Activity: For this exercise, repeat the listing below from its first line through the line containing "pub mod repository;", exactly as written.
****************
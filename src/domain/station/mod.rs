//! Charging station aggregate
//!
//! Contains the ChargingStation entity, its enumerations, DTOs, and
//! repository interface.

pub mod dto;
pub mod model;
pub mod repository;

pub use dto::{CreateStationDto, StationChanges, StationDraft, UpdateStationDto};
pub use model::{ChargingStation, ConnectorType, StationDetails, StationStatus};
pub use repository::StationRepository;
//! Application configuration
//!
//! Read from a TOML file (`$CHARGERS_CONFIG`, or
//! `~/.config/charger-directory/config.toml`). Every section and field is
//! optional; anything left out takes its default. A few deployment-specific
//! values can be overridden from the environment:
//!
//! | Variable                | Overrides            |
//! |-------------------------|----------------------|
//! | `CHARGERS_JWT_SECRET`   | `security.jwt_secret`|
//! | `CHARGERS_DATABASE_URL` | `database.url`       |
//! | `CHARGERS_PORT`         | `server.port`        |

use std::path::{Path, PathBuf};

use serde::{Deserialize, Serialize};
use thiserror::Error;

use crate::infrastructure::crypto::password::DEFAULT_COST;
use crate::infrastructure::crypto::JwtConfig;
use crate::infrastructure::DatabaseConfig;

pub const CONFIG_PATH_ENV: &str = "CHARGERS_CONFIG";
pub const JWT_SECRET_ENV: &str = "CHARGERS_JWT_SECRET";
pub const DATABASE_URL_ENV: &str = "CHARGERS_DATABASE_URL";
pub const PORT_ENV: &str = "CHARGERS_PORT";

/// Placeholder secret; startup warns while it is in use.
pub const DEFAULT_JWT_SECRET: &str = "change-me-in-production";

#[derive(Debug, Error)]
pub enum ConfigError {
    #[error("Failed to read {path}: {source}")]
    Io {
        path: PathBuf,
        source: std::io::Error,
    },

    #[error("Failed to parse {path}: {source}")]
    Parse {
        path: PathBuf,
        source: toml::de::Error,
    },

    #[error("Invalid value for {var}: {value}")]
    InvalidEnv { var: &'static str, value: String },
}

#[derive(Debug, Clone, Serialize, Deserialize)]
#[serde(default)]
pub struct ServerSection {
    pub host: String,
    pub port: u16,
    /// Seconds to wait for in-flight requests on shutdown
    pub shutdown_timeout: u64,
}

impl Default for ServerSection {
    fn default() -> Self {
        Self {
            host: "0.0.0.0".to_string(),
            port: 5000,
            shutdown_timeout: 30,
        }
    }
}

#[derive(Debug, Clone, Serialize, Deserialize)]
#[serde(default)]
pub struct DatabaseSection {
    /// SeaORM connection URL, or `memory` for the in-memory repositories
    pub url: String,
    pub max_connections: u32,
    pub connect_timeout_secs: u64,
}

impl Default for DatabaseSection {
    fn default() -> Self {
        let db = DatabaseConfig::default();
        Self {
            url: db.url,
            max_connections: db.max_connections,
            connect_timeout_secs: db.connect_timeout_secs,
        }
    }
}

#[derive(Debug, Clone, Serialize, Deserialize)]
#[serde(default)]
pub struct SecuritySection {
    pub jwt_secret: String,
    pub jwt_issuer: String,
    pub bcrypt_cost: u32,
}

impl Default for SecuritySection {
    fn default() -> Self {
        Self {
            jwt_secret: DEFAULT_JWT_SECRET.to_string(),
            jwt_issuer: "charger-directory".to_string(),
            bcrypt_cost: DEFAULT_COST,
        }
    }
}

#[derive(Debug, Clone, Serialize, Deserialize)]
#[serde(default)]
pub struct LoggingSection {
    /// `EnvFilter` directive used when `RUST_LOG` is unset
    pub level: String,
    /// Emit JSON lines instead of human-readable output
    pub json: bool,
}

impl Default for LoggingSection {
    fn default() -> Self {
        Self {
            level: "info".to_string(),
            json: false,
        }
    }
}

#[derive(Debug, Clone, Default, Serialize, Deserialize)]
#[serde(default)]
pub struct AppConfig {
    pub server: ServerSection,
    pub database: DatabaseSection,
    pub security: SecuritySection,
    pub logging: LoggingSection,
}

/// `$CHARGERS_CONFIG`, else `<config dir>/charger-directory/config.toml`.
pub fn default_config_path() -> PathBuf {
    if let Ok(path) = std::env::var(CONFIG_PATH_ENV) {
        return PathBuf::from(path);
    }
    dirs_next::config_dir()
        .unwrap_or_else(|| PathBuf::from("."))
        .join("charger-directory")
        .join("config.toml")
}

impl AppConfig {
    /// Load from `path` and apply environment overrides. A missing file
    /// yields the defaults.
    pub fn load(path: &Path) -> Result<Self, ConfigError> {
        let mut config = if path.exists() {
            let raw = std::fs::read_to_string(path).map_err(|source| ConfigError::Io {
                path: path.to_path_buf(),
                source,
            })?;
            Self::from_toml(&raw).map_err(|source| ConfigError::Parse {
                path: path.to_path_buf(),
                source,
            })?
        } else {
            Self::default()
        };

        config.apply_overrides(|var| std::env::var(var).ok())?;
        Ok(config)
    }

    pub fn from_toml(raw: &str) -> Result<Self, toml::de::Error> {
        toml::from_str(raw)
    }

    /// Apply overrides from `lookup` (the process environment in `load`).
    pub fn apply_overrides(
        &mut self,
        lookup: impl Fn(&str) -> Option<String>,
    ) -> Result<(), ConfigError> {
        if let Some(secret) = lookup(JWT_SECRET_ENV) {
            self.security.jwt_secret = secret;
        }
        if let Some(url) = lookup(DATABASE_URL_ENV) {
            self.database.url = url;
        }
        if let Some(port) = lookup(PORT_ENV) {
            self.server.port = port.parse().map_err(|_| ConfigError::InvalidEnv {
                var: PORT_ENV,
                value: port,
            })?;
        }
        Ok(())
    }

    pub fn uses_default_secret(&self) -> bool {
        self.security.jwt_secret == DEFAULT_JWT_SECRET
    }

    pub fn address(&self) -> String {
        format!("{}:{}", self.server.host, self.server.port)
    }

    pub fn database_config(&self) -> DatabaseConfig {
        DatabaseConfig {
            url: self.database.url.clone(),
            max_connections: self.database.max_connections,
            connect_timeout_secs: self.database.connect_timeout_secs,
        }
    }

    pub fn jwt_config(&self) -> JwtConfig {
        JwtConfig {
            secret: self.security.jwt_secret.clone(),
            issuer: self.security.jwt_issuer.clone(),
        }
    }
}
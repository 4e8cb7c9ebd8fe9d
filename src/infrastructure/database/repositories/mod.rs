//! Database repository implementations
//!
//! Per-aggregate SeaORM repositories + unified RepositoryProvider.

pub mod repository_provider;
pub mod station_repository;
pub mod user_repository;

pub use repository_provider::SeaOrmRepositoryProvider;
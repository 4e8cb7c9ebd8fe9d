//! Health check handler

use std::sync::Arc;
use std::time::Instant;

use axum::{extract::State, http::StatusCode, Json};
use sea_orm::{ConnectionTrait, DatabaseConnection, Statement};
use serde::Serialize;
use utoipa::ToSchema;

/// Health check state
#[derive(Clone)]
pub struct HealthState {
    /// `None` when running on the in-memory repositories
    pub db: Option<DatabaseConnection>,
    pub started_at: Arc<Instant>,
}

/// Service health response
#[derive(Debug, Serialize, ToSchema)]
pub struct HealthResponse {
    pub status: String,
    pub version: String,
    pub uptime_seconds: u64,
    pub database: ComponentHealth,
}

/// Component health status
#[derive(Debug, Serialize, ToSchema)]
pub struct ComponentHealth {
    pub status: String,
    pub latency_ms: Option<u64>,
}

#[utoipa::path(
    get,
    path = "/health",
    tag = "Health",
    responses(
        (status = 200, description = "Service is healthy", body = HealthResponse),
        (status = 503, description = "Service is degraded", body = HealthResponse)
    )
)]
pub async fn health_check(State(state): State<HealthState>) -> (StatusCode, Json<HealthResponse>) {
    let uptime = state.started_at.elapsed().as_secs();

    let db_health = match &state.db {
        Some(db) => {
            let db_start = Instant::now();
            match db
                .execute(Statement::from_string(
                    db.get_database_backend(),
                    "SELECT 1".to_string(),
                ))
                .await
            {
                Ok(_) => ComponentHealth {
                    status: "ok".to_string(),
                    latency_ms: Some(db_start.elapsed().as_millis() as u64),
                },
                Err(e) => {
                    tracing::warn!("Health check database ping failed: {}", e);
                    ComponentHealth {
                        status: "error".to_string(),
                        latency_ms: None,
                    }
                }
            }
        }
        None => ComponentHealth {
            status: "memory".to_string(),
            latency_ms: None,
        },
    };

    let (overall_status, http_status) = if db_health.status == "error" {
        ("degraded", StatusCode::SERVICE_UNAVAILABLE)
    } else {
        ("ok", StatusCode::OK)
    };

    (
        http_status,
        Json(HealthResponse {
            status: overall_status.to_string(),
            version: env!("CARGO_PKG_VERSION").to_string(),
            uptime_seconds: uptime,
            database: db_health,
        }),
    )
}

/// `GET /` liveness banner
pub async fn root() -> &'static str {
    "API is running..."
}
//! Database migrations module

pub use sea_orm_migration::prelude::*;

mod m20240101_000001_create_users;
mod m20240101_000002_create_charging_stations;

pub struct Migrator;

#[async_trait::async_trait]
impl MigratorTrait for Migrator {
    fn migrations() -> Vec<Box<dyn MigrationTrait>> {
        vec![
            Box::new(m20240101_000001_create_users::Migration),
            Box::new(m20240101_000002_create_charging_stations::Migration),
        ]
    }
}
****************
Reply:
filename src/domain/station/mod.rs
//! Charging station aggregate
//!
//! Contains the ChargingStation entity, its enumerations, DTOs, and
//! repository interface.

pub mod dto;
pub mod model;
pub mod repository;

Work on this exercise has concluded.